<<<<

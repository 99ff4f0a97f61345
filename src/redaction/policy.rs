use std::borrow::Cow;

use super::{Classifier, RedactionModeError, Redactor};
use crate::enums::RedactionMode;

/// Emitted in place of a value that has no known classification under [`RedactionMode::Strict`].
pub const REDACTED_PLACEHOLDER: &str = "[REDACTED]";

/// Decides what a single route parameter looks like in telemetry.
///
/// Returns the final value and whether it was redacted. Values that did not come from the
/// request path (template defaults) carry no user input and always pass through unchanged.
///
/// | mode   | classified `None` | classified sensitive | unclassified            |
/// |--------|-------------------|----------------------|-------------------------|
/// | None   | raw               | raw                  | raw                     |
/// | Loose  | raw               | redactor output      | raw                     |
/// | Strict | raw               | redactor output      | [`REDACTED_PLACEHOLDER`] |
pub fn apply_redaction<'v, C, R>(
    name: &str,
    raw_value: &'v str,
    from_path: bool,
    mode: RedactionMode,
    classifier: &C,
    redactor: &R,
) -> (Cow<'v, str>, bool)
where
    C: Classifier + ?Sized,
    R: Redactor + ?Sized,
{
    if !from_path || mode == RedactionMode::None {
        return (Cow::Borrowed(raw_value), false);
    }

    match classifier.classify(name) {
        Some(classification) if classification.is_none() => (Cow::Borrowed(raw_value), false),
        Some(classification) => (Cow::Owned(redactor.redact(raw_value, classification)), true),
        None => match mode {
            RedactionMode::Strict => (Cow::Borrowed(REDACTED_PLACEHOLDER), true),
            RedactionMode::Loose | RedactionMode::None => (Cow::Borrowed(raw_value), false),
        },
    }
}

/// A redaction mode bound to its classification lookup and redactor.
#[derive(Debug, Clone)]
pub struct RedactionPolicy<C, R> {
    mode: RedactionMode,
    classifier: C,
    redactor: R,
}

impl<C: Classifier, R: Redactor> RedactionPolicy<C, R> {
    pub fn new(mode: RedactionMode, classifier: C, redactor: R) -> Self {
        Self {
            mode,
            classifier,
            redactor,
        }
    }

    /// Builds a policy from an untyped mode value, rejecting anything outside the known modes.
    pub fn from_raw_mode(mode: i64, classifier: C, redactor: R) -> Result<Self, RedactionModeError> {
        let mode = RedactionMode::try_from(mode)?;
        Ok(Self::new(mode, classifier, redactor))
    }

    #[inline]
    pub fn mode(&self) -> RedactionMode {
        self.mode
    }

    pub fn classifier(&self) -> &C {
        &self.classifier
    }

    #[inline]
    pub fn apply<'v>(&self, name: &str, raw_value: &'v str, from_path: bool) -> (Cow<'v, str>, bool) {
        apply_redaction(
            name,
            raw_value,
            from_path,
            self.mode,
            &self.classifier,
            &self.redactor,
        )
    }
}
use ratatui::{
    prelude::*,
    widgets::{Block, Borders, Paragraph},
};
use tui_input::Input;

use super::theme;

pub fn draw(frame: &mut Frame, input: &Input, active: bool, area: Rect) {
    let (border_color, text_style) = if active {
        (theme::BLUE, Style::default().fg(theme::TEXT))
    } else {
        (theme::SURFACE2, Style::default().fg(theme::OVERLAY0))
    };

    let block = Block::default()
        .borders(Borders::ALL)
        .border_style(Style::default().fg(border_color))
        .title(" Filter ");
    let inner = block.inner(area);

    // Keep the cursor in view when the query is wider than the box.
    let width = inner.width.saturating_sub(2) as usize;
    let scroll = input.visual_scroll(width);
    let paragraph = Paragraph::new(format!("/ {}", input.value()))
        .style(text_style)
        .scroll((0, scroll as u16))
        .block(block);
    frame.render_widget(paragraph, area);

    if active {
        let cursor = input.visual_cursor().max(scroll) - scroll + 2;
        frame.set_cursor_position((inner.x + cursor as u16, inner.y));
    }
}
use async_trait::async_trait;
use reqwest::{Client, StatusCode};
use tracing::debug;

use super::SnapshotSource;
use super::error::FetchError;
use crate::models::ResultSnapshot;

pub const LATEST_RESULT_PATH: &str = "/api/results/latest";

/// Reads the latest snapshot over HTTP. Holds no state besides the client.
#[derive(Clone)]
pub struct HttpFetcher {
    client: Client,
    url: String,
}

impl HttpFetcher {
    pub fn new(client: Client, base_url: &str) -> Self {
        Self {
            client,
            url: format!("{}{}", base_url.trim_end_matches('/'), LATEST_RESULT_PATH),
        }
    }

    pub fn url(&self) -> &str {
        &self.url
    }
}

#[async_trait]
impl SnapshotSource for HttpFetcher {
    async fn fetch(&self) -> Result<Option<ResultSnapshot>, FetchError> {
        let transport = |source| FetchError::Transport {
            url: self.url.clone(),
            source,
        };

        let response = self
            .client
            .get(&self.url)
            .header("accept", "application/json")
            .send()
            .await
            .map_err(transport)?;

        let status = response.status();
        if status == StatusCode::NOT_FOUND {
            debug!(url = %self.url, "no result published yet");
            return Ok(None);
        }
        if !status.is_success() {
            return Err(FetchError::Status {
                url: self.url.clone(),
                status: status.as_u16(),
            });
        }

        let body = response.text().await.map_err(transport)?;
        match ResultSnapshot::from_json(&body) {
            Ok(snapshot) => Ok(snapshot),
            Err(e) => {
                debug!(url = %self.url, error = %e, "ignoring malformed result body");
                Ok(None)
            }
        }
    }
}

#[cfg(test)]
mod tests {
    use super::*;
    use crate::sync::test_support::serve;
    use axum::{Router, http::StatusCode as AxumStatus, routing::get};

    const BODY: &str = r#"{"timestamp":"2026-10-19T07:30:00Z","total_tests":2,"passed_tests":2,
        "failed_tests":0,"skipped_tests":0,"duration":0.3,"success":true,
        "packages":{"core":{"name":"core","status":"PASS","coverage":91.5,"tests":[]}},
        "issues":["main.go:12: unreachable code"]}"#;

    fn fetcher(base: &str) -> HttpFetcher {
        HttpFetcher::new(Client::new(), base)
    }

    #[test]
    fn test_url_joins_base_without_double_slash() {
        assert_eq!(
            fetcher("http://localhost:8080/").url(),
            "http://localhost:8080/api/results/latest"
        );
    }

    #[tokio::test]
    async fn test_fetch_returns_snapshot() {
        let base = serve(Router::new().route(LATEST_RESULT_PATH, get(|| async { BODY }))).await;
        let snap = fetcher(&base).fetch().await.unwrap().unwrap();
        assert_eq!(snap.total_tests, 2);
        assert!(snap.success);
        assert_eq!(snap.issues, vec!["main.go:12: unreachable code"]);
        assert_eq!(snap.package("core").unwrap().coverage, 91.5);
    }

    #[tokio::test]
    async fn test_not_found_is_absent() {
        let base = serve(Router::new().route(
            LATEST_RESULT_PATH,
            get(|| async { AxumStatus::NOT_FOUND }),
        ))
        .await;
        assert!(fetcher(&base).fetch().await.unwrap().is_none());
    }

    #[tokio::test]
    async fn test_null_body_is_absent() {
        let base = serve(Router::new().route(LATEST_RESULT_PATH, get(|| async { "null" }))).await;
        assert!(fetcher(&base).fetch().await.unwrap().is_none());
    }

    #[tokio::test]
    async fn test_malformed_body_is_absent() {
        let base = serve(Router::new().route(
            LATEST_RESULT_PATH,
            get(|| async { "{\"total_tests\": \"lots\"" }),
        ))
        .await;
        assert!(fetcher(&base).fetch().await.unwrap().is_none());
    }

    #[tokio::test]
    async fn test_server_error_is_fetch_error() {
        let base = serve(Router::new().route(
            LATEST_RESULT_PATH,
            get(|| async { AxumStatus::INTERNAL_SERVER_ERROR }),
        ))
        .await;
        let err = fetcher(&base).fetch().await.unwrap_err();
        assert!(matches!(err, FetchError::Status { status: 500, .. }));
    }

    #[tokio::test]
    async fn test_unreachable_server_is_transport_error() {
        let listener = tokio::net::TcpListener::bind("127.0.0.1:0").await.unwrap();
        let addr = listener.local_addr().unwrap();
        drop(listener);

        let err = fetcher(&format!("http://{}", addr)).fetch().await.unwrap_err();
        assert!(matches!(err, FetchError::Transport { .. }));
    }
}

>>>>

__PROBLEM DETAILS__
Please, starting with the first line of the material above, write out each line exactly and finish on the line that includes "if !from_path ||".

__RESPONSE BOX__
repository 99ff4f0a97f61345
filename src/redaction/policy.rs
use std::borrow::Cow;

use super::{Classifier, RedactionModeError, Redactor};
use crate::enums::RedactionMode;

/// Emitted in place of a value that has no known classification under [`RedactionMode::Strict`].
pub const REDACTED_PLACEHOLDER: &str = "[REDACTED]";

/// Decides what a single route parameter looks like in telemetry.
///
/// Returns the final value and whether it was redacted. Values that did not come from the
/// request path (template defaults) carry no user input and always pass through unchanged.
///
/// | mode   | classified `None` | classified sensitive | unclassified            |
/// |--------|-------------------|----------------------|-------------------------|
/// | None   | raw               | raw                  | raw                     |
/// | Loose  | raw               | redactor output      | raw                     |
/// | Strict | raw               | redactor output      | [`REDACTED_PLACEHOLDER`] |
pub fn apply_redaction<'v, C, R>(
    name: &str,
    raw_value: &'v str,
    from_path: bool,
    mode: RedactionMode,
    classifier: &C,
    redactor: &R,
) -> (Cow<'v, str>, bool)
where
    C: Classifier + ?Sized,
    R: Redactor + ?Sized,
{
    if !from_path || mode == RedactionMode::None {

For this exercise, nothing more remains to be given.